Sen. Bob Casey continues to boast a commanding lead in his race for re-election, according to Quinnipiac. The freshman Democratic Senator leads former coal company owner Tom Smith 55 percent to 37.
The pollster did not appear to have tested the name ID or favorability of either candidate.
Casey leads among women who are likely to vote by a margin of 59 percent to 31; men who are likely to vote by a margin of 50 percent to 43, and independent voters who are likely to vote by a margin of 61 percent to 33.

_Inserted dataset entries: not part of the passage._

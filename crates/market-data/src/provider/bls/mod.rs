//! Bureau of Labor Statistics adapter.
//!
//! Answers `IndustryEmployment` queries with the latest value of a BLS
//! time series (e.g. `CES5000000001`, information sector employment).
//! The public API works without a registration key at lower daily limits,
//! so this adapter is always available; a key is sent when configured.

use async_trait::async_trait;
use serde::Deserialize;
use serde_json::json;
use tracing::{debug, warn};

use crate::errors::MarketDataError;
use crate::models::{LogicalQuery, NormalizedResult, QueryKind};
use crate::provider::http::{parse_json, parse_number, HttpClient};
use crate::provider::{AdapterConfig, ProviderAdapter, ProviderCapabilities, RateLimit};

pub const BASE_URL: &str = "https://api.bls.gov/publicAPI/v2";
pub const API_KEY_VAR: &str = "BLS_API_KEY";
const PROVIDER_ID: &str = "BLS";
const CONFIDENCE: f64 = 0.95;

const STATUS_SUCCEEDED: &str = "REQUEST_SUCCEEDED";
const STATUS_NOT_PROCESSED: &str = "REQUEST_NOT_PROCESSED";

#[derive(Debug, Deserialize)]
#[serde(rename_all = "camelCase")]
struct TimeseriesResponse {
    status: String,
    #[serde(default)]
    message: Vec<String>,
    #[serde(rename = "Results")]
    results: Option<TimeseriesResults>,
}

#[derive(Debug, Deserialize)]
struct TimeseriesResults {
    #[serde(default)]
    series: Vec<Series>,
}

#[derive(Debug, Deserialize)]
#[serde(rename_all = "camelCase")]
struct Series {
    #[serde(rename = "seriesID")]
    series_id: String,
    #[serde(default)]
    data: Vec<DataPoint>,
}

#[derive(Debug, Deserialize)]
#[serde(rename_all = "camelCase")]
struct DataPoint {
    year: String,
    period: String,
    #[serde(default)]
    period_name: Option<String>,
    value: String,
}

/// BLS adapter.
pub struct BlsAdapter {
    http: HttpClient,
    config: AdapterConfig,
}

impl BlsAdapter {
    pub fn new(config: AdapterConfig) -> Self {
        Self {
            http: HttpClient::new(PROVIDER_ID, &config),
            config,
        }
    }

    fn normalize(series_id: &str, body: &str) -> Result<NormalizedResult, MarketDataError> {
        let response: TimeseriesResponse = parse_json(PROVIDER_ID, body)?;

        if response.status == STATUS_NOT_PROCESSED {
            if response
                .message
                .iter()
                .any(|m| m.to_lowercase().contains("threshold"))
            {
                return Err(MarketDataError::rate_limited(PROVIDER_ID));
            }
            return Err(MarketDataError::provider(
                PROVIDER_ID,
                response.message.join("; "),
            ));
        }
        if response.status != STATUS_SUCCEEDED {
            warn!("BLS returned status {}: {:?}", response.status, response.message);
        }

        // BLS returns the series with an empty data array for unknown ids
        let point = response
            .results
            .as_ref()
            .and_then(|r| r.series.iter().find(|s| s.series_id.eq_ignore_ascii_case(series_id)))
            .and_then(|s| s.data.first())
            .ok_or_else(|| {
                let reason = response
                    .message
                    .first()
                    .cloned()
                    .unwrap_or_else(|| format!("no data for series '{}'", series_id));
                MarketDataError::no_data(PROVIDER_ID, reason)
            })?;

        let value = parse_number(&point.value, &["-"]).ok_or_else(|| {
            MarketDataError::no_data(
                PROVIDER_ID,
                format!("'{}' not reported for {} {}", series_id, point.period, point.year),
            )
        })?;

        let details = json!({
            "seriesId": series_id,
            "year": point.year,
            "period": point.period,
            "periodName": point.period_name,
        });
        Ok(NormalizedResult::new(value, PROVIDER_ID, details, CONFIDENCE))
    }
}

#[async_trait]
impl ProviderAdapter for BlsAdapter {
    fn id(&self) -> &'static str {
        PROVIDER_ID
    }

    fn capabilities(&self) -> ProviderCapabilities {
        ProviderCapabilities {
            query_kinds: &[QueryKind::IndustryEmployment],
            requires_credential: false,
            confidence: CONFIDENCE,
        }
    }

    fn rate_limit(&self) -> RateLimit {
        RateLimit {
            requests_per_minute: 30,
            burst_capacity: 10,
        }
    }

    fn is_available(&self) -> bool {
        true
    }

    async fn fetch(&self, query: &LogicalQuery) -> Result<NormalizedResult, MarketDataError> {
        let LogicalQuery::IndustryEmployment { series_id } = query else {
            return Err(MarketDataError::UnsupportedQuery {
                provider: PROVIDER_ID.to_string(),
                kind: query.kind(),
            });
        };

        let series_id = series_id.trim().to_uppercase();
        let base = format!("{}/timeseries/data/{}", self.config.base(), series_id);
        let mut params: Vec<(&str, &str)> = Vec::new();
        if let Some(key) = self.config.api_key.as_deref() {
            params.push(("registrationkey", key));
        }
        let url = self.http.url(&base, &params)?;
        let body = self.http.get(url).await?.into_success_body(PROVIDER_ID)?;

        let result = Self::normalize(&series_id, &body)?;
        debug!("BLS {} = {}", series_id, result.value);
        Ok(result)
    }
}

Casey’s family name and background are giving him a boost, too. He leads among Catholics 59 percent to 37. President Obama, by contrast, lead among Catholics by just 1 point, 48 percent to 47 over Mitt Romney.
“Sen. Bob Casey seems to be sailing toward re-election as his Republican coal mine owner opponent Tom Smith fights a name recognition battle and fails to gain any traction,” said Malloy.
Smith leads among Protestants, 56 percent to 35 percent.
The margin of the race is almost identical in today’s release as it was back in June, when Casey lead by 17 points and 19 points. Little changed in the campaign dynamic between now and then.
Smith’s team began airing television ads on Monday, the last day of the survey. It’s virtually impossible that their buy, estimated at around $200,000 per week, could have had a measurable impact – let alone saturate – on its first day.
Quinnipiac surveyed 1,168 likely Pennsylvania voters from July 24-30 via live calls to land lines and cell phones. The margin or error is +/1 2.9 percent.
Update: Republican political consultant Chris Nicholas noted that the demographics of the Q-Pac poll don’t reflect voter registration realities in the state, with the poll having surveyed 32 percent Republicans, 36 percent Democrats and 26 percent Independents.
Nicholas said no state House district has more than 18 percent of voters registered Independent, and because Independents are overrepresented it skewed the poll results too heavily in the Dems’ favor “as they tend to be less interested and vote less too,” he said.
They sided with the Democrats on Obama and Casey, and in their disapproval of Corbett too.
However, while Nicholas notes that using 26 percent of registered Independents does not reflect reality, the poll question asked self-described ideology, not registration. And party registration is asked two questions later: with 40 percent Republican, 46 percent Democrat, 12 percent other.
Actual registration is currently 50 percent Dem, 37 percent GOP and 12.5 percent other. Pretty close.